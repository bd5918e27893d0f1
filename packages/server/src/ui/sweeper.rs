//! Background sweep tasks.

use std::{sync::Arc, time::Duration};

use tokio::{task::JoinHandle, time::MissedTickBehavior};

use crate::usecase::SweepUseCase;

/// Spawn the idle-eviction and retention sweeps. Abort the handles to stop them.
pub fn spawn_sweepers(
    sweep: Arc<SweepUseCase>,
    idle_interval: Duration,
    retention_interval: Duration,
) -> Vec<JoinHandle<()>> {
    let idle = {
        let sweep = sweep.clone();
        tokio::spawn(async move {
            let mut ticker = tokio::time::interval(idle_interval);
            ticker.set_missed_tick_behavior(MissedTickBehavior::Delay);
            ticker.tick().await;
            loop {
                ticker.tick().await;
                let evicted = sweep.evict_idle().await;
                if evicted > 0 {
                    tracing::info!("Idle sweep closed {} connection(s)", evicted);
                }
            }
        })
    };

    let retention = tokio::spawn(async move {
        let mut ticker = tokio::time::interval(retention_interval);
        ticker.set_missed_tick_behavior(MissedTickBehavior::Delay);
        loop {
            ticker.tick().await;
            match sweep.purge_expired().await {
                Ok(0) => {}
                Ok(purged) => tracing::info!("Retention sweep deleted {} room(s)", purged),
                Err(e) => tracing::warn!("Retention sweep failed: {}", e),
            }
        }
    });

    vec![idle, retention]
}
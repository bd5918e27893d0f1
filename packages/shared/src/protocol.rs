//! WebSocket wire protocol.
//!
//! Every frame is a JSON object whose `method` field selects the variant.
//! Unknown methods deserialize to `Unknown` so that newer peers can add
//! messages without breaking older ones.

use serde::{Deserialize, Serialize};

use crate::stroke::Stroke;

#[derive(Debug, Clone, Copy, PartialEq, Eq, Serialize, Deserialize)]
pub enum UndoTag {
    #[serde(rename = "undo")]
    Undo,
}

#[derive(Debug, Clone, Copy, PartialEq, Eq, Serialize, Deserialize)]
pub enum RedoTag {
    #[serde(rename = "redo")]
    Redo,
}

/// `{type: "undo", strokeId}` sub-message of `draw`.
#[derive(Debug, Clone, PartialEq, Serialize, Deserialize)]
#[serde(rename_all = "camelCase")]
pub struct UndoFigure {
    pub r#type: UndoTag,
    pub stroke_id: String,
}

/// `{type: "redo", stroke}` sub-message of `draw`.
#[derive(Debug, Clone, PartialEq, Serialize, Deserialize)]
pub struct RedoFigure {
    pub r#type: RedoTag,
    pub stroke: Stroke,
}

/// Payload of a `draw` frame.
#[derive(Debug, Clone, PartialEq, Serialize, Deserialize)]
#[serde(untagged)]
pub enum Figure {
    Undo(UndoFigure),
    Redo(RedoFigure),
    Stroke(Stroke),
}

impl Figure {
    pub fn undo(stroke_id: impl Into<String>) -> Self {
        Figure::Undo(UndoFigure {
            r#type: UndoTag::Undo,
            stroke_id: stroke_id.into(),
        })
    }

    pub fn redo(stroke: Stroke) -> Self {
        Figure::Redo(RedoFigure {
            r#type: RedoTag::Redo,
            stroke,
        })
    }
}

/// Frames sent by a client.
#[derive(Debug, Clone, PartialEq, Serialize, Deserialize)]
#[serde(tag = "method", rename_all = "lowercase")]
pub enum ClientMessage {
    /// Handshake; `id` is the room id.
    Connection {
        id: String,
        username: String,
        token: String,
    },
    Draw {
        id: String,
        username: String,
        figure: Figure,
    },
    Clear {
        username: String,
    },
    Chat {
        username: String,
        message: String,
    },
    #[serde(other)]
    Unknown,
}

/// Frames sent by the server.
#[derive(Debug, Clone, PartialEq, Serialize, Deserialize)]
#[serde(tag = "method", rename_all = "lowercase")]
pub enum ServerMessage {
    /// A peer joined.
    Connection {
        username: String,
    },
    Draw {
        id: String,
        username: String,
        figure: Figure,
    },
    Clear {
        username: String,
    },
    Chat {
        username: String,
        message: String,
        timestamp: i64,
    },
    /// Full stroke snapshot, sent once per admission.
    Draws {
        strokes: Vec<Stroke>,
    },
    /// Full membership list.
    Users {
        users: Vec<String>,
    },
    Disconnection {
        username: String,
    },
    /// Notice delivered only to the connection that caused it.
    Error {
        message: String,
    },
    #[serde(other)]
    Unknown,
}

impl ServerMessage {
    pub fn to_json(&self) -> Result<String, serde_json::Error> {
        serde_json::to_string(self)
    }
}

impl ClientMessage {
    pub fn to_json(&self) -> Result<String, serde_json::Error> {
        serde_json::to_string(self)
    }
}

/// WebSocket close codes used by the server.
pub mod close_code {
    /// Invalid token, malformed handshake or rate limit exceeded.
    pub const POLICY_VIOLATION: u16 = 1008;
    pub const IDLE_TIMEOUT: u16 = 4000;
    pub const ROOM_FULL: u16 = 4003;
    pub const ROOM_NOT_FOUND: u16 = 4004;
    pub const USERNAME_TAKEN: u16 = 4009;
    /// Server is shutting down.
    pub const GOING_AWAY: u16 = 1001;
    /// The server could not read the room state.
    pub const INTERNAL_ERROR: u16 = 1011;
}
//! HTTP API endpoint handlers.

use std::sync::Arc;

use axum::{
    Json,
    extract::{Path, State},
    http::StatusCode,
    response::{IntoResponse, Response},
};
use rakugaki_shared::{
    http::{
        ChatEntryDto, CreateRoomRequest, CreateRoomResponse, ErrorResponse, JoinRoomRequest,
        JoinRoomResponse, RoomInfoResponse, RoomSummaryDto, SessionStateDto,
        VerifyPasswordRequest, VerifyPasswordResponse,
    },
    time::timestamp_to_rfc3339,
};

use crate::{
    domain::RepositoryError,
    ui::state::AppState,
    usecase::{self, CreateRoomError, JoinRoomError, VerifyPasswordError},
};

/// Error response with a JSON body
#[derive(Debug)]
pub struct ApiError {
    status: StatusCode,
    message: String,
}

impl ApiError {
    fn new(status: StatusCode, message: impl Into<String>) -> Self {
        Self {
            status,
            message: message.into(),
        }
    }

    fn internal(error: impl std::fmt::Display) -> Self {
        tracing::error!("Request failed: {}", error);
        Self::new(StatusCode::INTERNAL_SERVER_ERROR, "Internal server error")
    }
}

impl IntoResponse for ApiError {
    fn into_response(self) -> Response {
        (
            self.status,
            Json(ErrorResponse {
                error: self.message,
            }),
        )
            .into_response()
    }
}

impl From<RepositoryError> for ApiError {
    fn from(error: RepositoryError) -> Self {
        ApiError::internal(error)
    }
}

impl From<CreateRoomError> for ApiError {
    fn from(error: CreateRoomError) -> Self {
        if matches!(
            error,
            CreateRoomError::EmptyName | CreateRoomError::InvalidName(_)
        ) {
            ApiError::new(StatusCode::BAD_REQUEST, error.to_string())
        } else {
            ApiError::internal(error)
        }
    }
}

impl From<JoinRoomError> for ApiError {
    fn from(error: JoinRoomError) -> Self {
        let status = match &error {
            JoinRoomError::RoomNotFound => StatusCode::NOT_FOUND,
            JoinRoomError::InvalidUsername(_)
            | JoinRoomError::RoomIsPrivate
            | JoinRoomError::RoomIsPublic => StatusCode::BAD_REQUEST,
            JoinRoomError::InvalidPassword => StatusCode::UNAUTHORIZED,
            JoinRoomError::Token(_) | JoinRoomError::Repository(_) => {
                return ApiError::internal(error);
            }
        };
        ApiError::new(status, error.to_string())
    }
}

impl From<VerifyPasswordError> for ApiError {
    fn from(error: VerifyPasswordError) -> Self {
        match error {
            VerifyPasswordError::RoomNotFound => {
                ApiError::new(StatusCode::NOT_FOUND, "Room not found")
            }
            VerifyPasswordError::Repository(e) => ApiError::internal(e),
        }
    }
}

/// Health check endpoint
pub async fn health_check() -> Json<serde_json::Value> {
    Json(serde_json::json!({"status": "ok"}))
}

/// Create a room
pub async fn create_room(
    State(state): State<Arc<AppState>>,
    Json(body): Json<CreateRoomRequest>,
) -> Result<(StatusCode, Json<CreateRoomResponse>), ApiError> {
    let room_id = state
        .create_room_usecase
        .execute(usecase::CreateRoomRequest {
            name: body.name,
            is_public: body.is_public,
            password: body.password,
        })
        .await?;
    Ok((
        StatusCode::CREATED,
        Json(CreateRoomResponse {
            room_id: room_id.into_string(),
        }),
    ))
}

/// Room existence and metadata
pub async fn get_room(
    State(state): State<Arc<AppState>>,
    Path(room_id): Path<String>,
) -> Result<Json<RoomInfoResponse>, ApiError> {
    let room = state.get_room_usecase.execute(&room_id).await?;

    // Domain Model から DTO への変換
    let info = match room {
        Some(room) => RoomInfoResponse {
            exists: true,
            name: Some(room.name.as_str().to_string()),
            is_public: Some(room.is_public()),
            has_password: Some(room.has_password()),
        },
        None => RoomInfoResponse {
            exists: false,
            name: None,
            is_public: None,
            has_password: None,
        },
    };
    Ok(Json(info))
}

/// List public rooms
pub async fn list_rooms(
    State(state): State<Arc<AppState>>,
) -> Result<Json<Vec<RoomSummaryDto>>, ApiError> {
    let summaries = state.list_rooms_usecase.execute().await?;

    // Domain Model から DTO への変換
    let rooms = summaries
        .into_iter()
        .map(|summary| RoomSummaryDto {
            id: summary.room.id.as_str().to_string(),
            name: summary.room.name.as_str().to_string(),
            active_users: summary.active_users,
            created_at: timestamp_to_rfc3339(summary.room.created_at.value()),
            last_activity_at: timestamp_to_rfc3339(summary.room.last_activity_at.value()),
        })
        .collect();
    Ok(Json(rooms))
}

/// Check a room password
pub async fn verify_password(
    State(state): State<Arc<AppState>>,
    Path(room_id): Path<String>,
    Json(body): Json<VerifyPasswordRequest>,
) -> Result<Json<VerifyPasswordResponse>, ApiError> {
    let valid = state
        .verify_password_usecase
        .execute(&room_id, &body.password)
        .await?;
    Ok(Json(VerifyPasswordResponse { valid }))
}

/// Obtain a join token for a public room
pub async fn join_public(
    State(state): State<Arc<AppState>>,
    Path(room_id): Path<String>,
    Json(body): Json<JoinRoomRequest>,
) -> Result<Json<JoinRoomResponse>, ApiError> {
    let grant = state
        .join_room_usecase
        .join_public(&room_id, &body.username)
        .await?;
    Ok(Json(JoinRoomResponse {
        token: grant.token,
        username: grant.username,
    }))
}

/// Obtain a join token for a private room
pub async fn join_private(
    State(state): State<Arc<AppState>>,
    Path(room_id): Path<String>,
    Json(body): Json<JoinRoomRequest>,
) -> Result<Json<JoinRoomResponse>, ApiError> {
    let grant = state
        .join_room_usecase
        .join_private(&room_id, &body.username, body.password.as_deref())
        .await?;
    Ok(Json(JoinRoomResponse {
        token: grant.token,
        username: grant.username,
    }))
}

/// Debug endpoint returning the live state of an active room
pub async fn debug_session_state(
    State(state): State<Arc<AppState>>,
    Path(room_id): Path<String>,
) -> Result<Json<SessionStateDto>, ApiError> {
    let session = state
        .get_session_state_usecase
        .execute(&room_id)
        .await
        .ok_or_else(|| ApiError::new(StatusCode::NOT_FOUND, "Room is not active"))?;

    Ok(Json(SessionStateDto {
        room_id: session.room_id.into_string(),
        users: session.users,
        stroke_count: session.stroke_count,
        chat: session
            .chat
            .into_iter()
            .map(|entry| ChatEntryDto {
                username: entry.username.into_string(),
                message: entry.message,
                timestamp: entry.timestamp.value(),
            })
            .collect(),
    }))
}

======

* [TASK DESCRIPTION]: Please say how many lines in the records contain the word "CreateRoomResponse", and give only that number.

* [TASK RESPONSE]: 3